Divisions within the US state over allegations of Russian hacking of Democratic Party emails grew more embittered and public Wednesday following statements by Donald Trump that further distanced the president-elect from the CIA and other US intelligence agencies.
In a Twitter post late Tuesday, Trump questioned the veracity of a soon-to-be-released official report by the CIA, FBI and Director of National Intelligence James Clapper on the alleged Russian intervention into the 2016 US election. The intelligence officials are due to brief leaders of Congress on Thursday and Trump on Friday.
To date, no evidence has been presented to the public to substantiate the charges of Russian government hacking of the Democratic Party and the presidential campaign of Hillary Clinton.
Trump alluded to this fact when he tweeted: “The ‘Intelligence’ briefing on so-called ‘Russian hacking’ was delayed until Friday, perhaps more time needed to build a case. Very strange!”
He followed this up with a tweet on Wednesday quoting approvingly from an interview conducted by Shawn Hannity of Fox News with WikiLeaks founder Julian Assange: “Julian Assange said ‘a 14 year old could have hacked Podesta’—why was DNC so careless? Also said Russians did not give him the info!”
In the interview, Assange reaffirmed his earlier statements that the documents WikiLeaks published were not provided by the Russian government or “any state party.” He said that the email hacks of the Democratic National Committee (DNC) and Clinton Campaign Chairman John Podesta were likely the result of the Democratic Party’s amateurish security practices. “Podesta gave out that his password was the word ‘password,’” Assange said. “This is something a fourteen-year-old kid could have hacked.”
Trump’s comments left Democrats and the intelligence agencies aghast and outraged. The Wall Street Journal reported, “White House officials have been increasingly frustrated by Mr. Trump’s confrontations with intelligence officials,” quoting one official as saying, “It’s appalling… No president has ever taken on the CIA and come out looking good.”

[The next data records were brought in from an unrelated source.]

impl ChangeNotifier {
    #[must_use]
    pub fn new(document: SharedDocument, window: Duration) -> Self {
        Self {
            document,
            observer: None,
            root: None,
            paused: false,
            pending: Vec::new(),
            timer: CoalescingTimer::coalescing(window),
            handlers: Vec::new(),
            delivered_batches: 0,
        }
    }

    /// Begin observing `root`.
    pub fn start(&mut self, root: ElementId) {
        if self.observer.is_some() {
            tracing::warn!(root = %root, "change notifier already active");
            return;
        }
        let options = ObserveOptions::default().with_attribute_filter(vocab::watched_attributes());
        match self.document.write(|doc| doc.observe(root, options)) {
            Ok(observer) => {
                self.observer = Some(observer);
                self.root = Some(root);
                self.paused = false;
                tracing::debug!(root = %root, "change notifier started");
            }
            Err(err) => tracing::warn!(root = %root, error = %err, "cannot observe root"),
        }
    }

    /// Stop observing and discard anything not yet delivered.
    pub fn stop(&mut self) {
        if let Some(observer) = self.observer.take() {
            let dropped = self.document.write(|doc| doc.disconnect(observer)).len();
            tracing::debug!(dropped_records = dropped, pending = self.pending.len(), "change notifier stopped");
        }
        self.pending.clear();
        self.timer.cancel();
        self.root = None;
        self.paused = false;
    }

    /// Suspend observation. Mutations made while paused are never reported.
    pub fn pause(&mut self) {
        if let Some(observer) = self.observer.take() {
            self.document.write(|doc| doc.disconnect(observer));
            self.pending.clear();
            self.timer.cancel();
            self.paused = true;
            tracing::debug!("change notifier paused");
        }
    }

    /// Resume observation on `root`.
    pub fn resume(&mut self, root: ElementId) {
        if self.observer.is_some() {
            return;
        }
        self.start(root);
    }

    /// Observing right now.
    #[must_use]
    pub fn is_active(&self) -> bool {
        self.observer.is_some()
    }

    #[must_use]
    pub fn is_paused(&self) -> bool {
        self.paused
    }

    #[must_use]
    pub fn root(&self) -> Option<ElementId> {
        self.root
    }

    /// Changes waiting for the window to close.
    #[must_use]
    pub fn pending_len(&self) -> usize {
        self.pending.len()
    }

    #[must_use]
    pub fn delivered_batches(&self) -> u64 {
        self.delivered_batches
    }

    /// Register an additional handler. Handlers run after the primary one
    /// passed to [`deliver`](Self::deliver), in registration order.
    pub fn add_handler(&mut self, handler: Box<dyn ChangeHandler>) {
        self.handlers.push(handler);
    }

    /// Drain host records into the pending batch. Returns how many changes
    /// were queued.
    pub fn collect(&mut self, now: Duration) -> usize {
        let (Some(observer), Some(root)) = (self.observer, self.root) else {
            return 0;
        };
        let changes = self.document.write(|doc| {
            let records = doc.take_records(observer);
            normalize(doc, root, records)
        });
        let queued = changes.len();
        if queued > 0 {
            self.pending.extend(changes);
            self.timer.schedule(now);
        }
        queued
    }

    /// The pending batch, once the coalescing window has closed.
    pub fn poll(&mut self, now: Duration) -> Option<Vec<DomChange>> {
        if self.timer.poll(now) && !self.pending.is_empty() {
            return Some(std::mem::take(&mut self.pending));
        }
        None
    }

    /// The pending batch regardless of the window.
    pub fn flush(&mut self) -> Option<Vec<DomChange>> {
        self.timer.cancel();
        (!self.pending.is_empty()).then(|| std::mem::take(&mut self.pending))
    }

    /// Whether a window is open.
    #[must_use]
    pub fn has_pending(&self) -> bool {
        self.timer.is_pending() || !self.pending.is_empty()
    }

    /// Hand a batch to `primary` and then to every registered handler,
    /// isolating each. Returns the failures.
    pub fn deliver(
        &mut self,
        changes: &[DomChange],
        primary: &mut dyn ChangeHandler,
        now: Duration,
    ) -> Vec<HandlerError> {
        self.delivered_batches += 1;
        tracing::debug!(changes = changes.len(), handlers = self.handlers.len() + 1, "delivering changes");
        let mut failures = Vec::new();
        failures.extend(run_handler(primary, changes, now));
        for handler in &mut self.handlers {
            failures.extend(run_handler(handler.as_mut(), changes, now));
        }
        failures
    }
}

fn run_handler(handler: &mut dyn ChangeHandler, changes: &[DomChange], now: Duration) -> Option<HandlerError> {
    let name = handler.name().to_string();
    let outcome = std::panic::catch_unwind(AssertUnwindSafe(|| handler.handle_changes(changes, now)));
    let err = match outcome {
        Ok(Ok(())) => return None,
        Ok(Err(err)) => err,
        Err(payload) => HandlerError::Panicked {
            handler: name,
            message: panic_message(payload.as_ref()),
        },
    };
    tracing::error!(error = %err, "change handler failed");
    Some(err)
}

/// Translate raw records into watched changes.
fn normalize(doc: &Document, root: ElementId, records: Vec<MutationRecord>) -> Vec<DomChange> {
    let mut out = Vec::new();
    for record in records {
        match record {
            MutationRecord::ChildList { added, removed, .. } => {
                for node in removed {
                    out.push(DomChange::Removed {
                        element: node.id,
                        purged: node.purged,
                    });
                }
                for node in added {
                    if !doc.contains(root, node) {
                        continue;
                    }
                    out.extend(
                        doc.subtree(node)
                            .into_iter()
                            .filter(|id| has_trigger(doc, *id))
                            .map(DomChange::Added),
                    );
                }
            }
            MutationRecord::Attributes { target, name, old_value } => {
                if !vocab::is_watched(&name) || !doc.contains(root, target) {
                    continue;
                }
                let new = doc.attribute(target, &name).map(str::to_string);
                if new == old_value {
                    continue;
                }
                out.push(DomChange::AttributeChanged {
                    element: target,
                    name,
                    old: old_value,
                    new,
                });
            }
            MutationRecord::CharacterData { .. } => {}
        }
    }
    out
}

fn has_trigger(doc: &Document, id: ElementId) -> bool {
    doc.attributes(id).iter().any(|(name, _)| vocab::is_trigger(name))
}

The mood was summed up by Senate Minority Leader Charles Schumer (Democrat of New York), who issued a thinly veiled threat against the president-elect. “Let me tell you, you take on the intelligence community, they have six ways from Sunday at getting back at you,” Schumer told MSNBC’s Rachel Maddow. “So even for a practical, supposedly hard-nosed businessman, he’s being really dumb to do this.”
Democrats combined their denunciations of Trump for not accepting the statements of intelligence agencies and for being too close to Russian President Vladimir Putin with an escalation of the witch-hunt against Assange. “Today, Trump sided with Julian Assange—an alleged sex offender who has hidden out in the Ecuadorian embassy for years and has dumped millions of classified State Department documents that put US persons at risk—rather than our country’s own intelligence professionals,” declared Representative Adam Schiff, the ranking Democrat on the House Intelligence Committee.
Republicans more closely aligned to the CIA also spoke out against Trump’s comments. “We have two choices: some guy living in an embassy on the run from the law… who has a history of undermining American democracy and releasing classified information to put our troops at risk, or the 17 intelligence agencies sworn to defend us,” said Republican Senator Lindsey Graham.”
In an indication of the policy disputes behind the conflict, the Wall Street Journal reported Wednesday evening that Trump “is working with top advisers on a plan that would restructure and pare back the nation’s top spy agency… prompted by a belief that the Office of the Director of National Intelligence has become bloated and politicized.”
The Journal reported that Trump’s advisers “are working on a plan to restructure the Central Intelligence Agency, cutting back on staffing at its Virginia headquarters and pushing more people out into field posts around the world.” A source close to the president-elect told the Journal, “Mr. Trump shares the view… that the intelligence community’s position that Russians tried to help his campaign is an attempt to undermine his victory or say he didn’t win.”
The highly public conflict only two weeks before the inauguration of Trump points to the depth of the divisions that have arisen in the American state.
There is no progressive side in this faction fight. On the part of the White House, the CIA and substantial sections of the Republican Party, together with the majority of the American media, the hacking charges are aimed at creating as much pressure as possible to prevent any shift away from the Obama administration’s highly provocative and confrontational economic, diplomatic and military campaign against Russia. The faction that has coalesced around Trump favors a more aggressive US policy first of all against China. Trump spokespeople have sought in comments and interviews to redirect the furor over alleged cyber-attacks away from Russia and toward China.
It is significant that the Democrats, while signaling their willingness to cooperate with Trump on pursuing aggressively protectionist policies and saying little about the ultra-right-wing cabinet he has assembled, make the defense of the intelligence agencies and the pursuit of a war-mongering policy against Russia the issues on which they remain intransigent.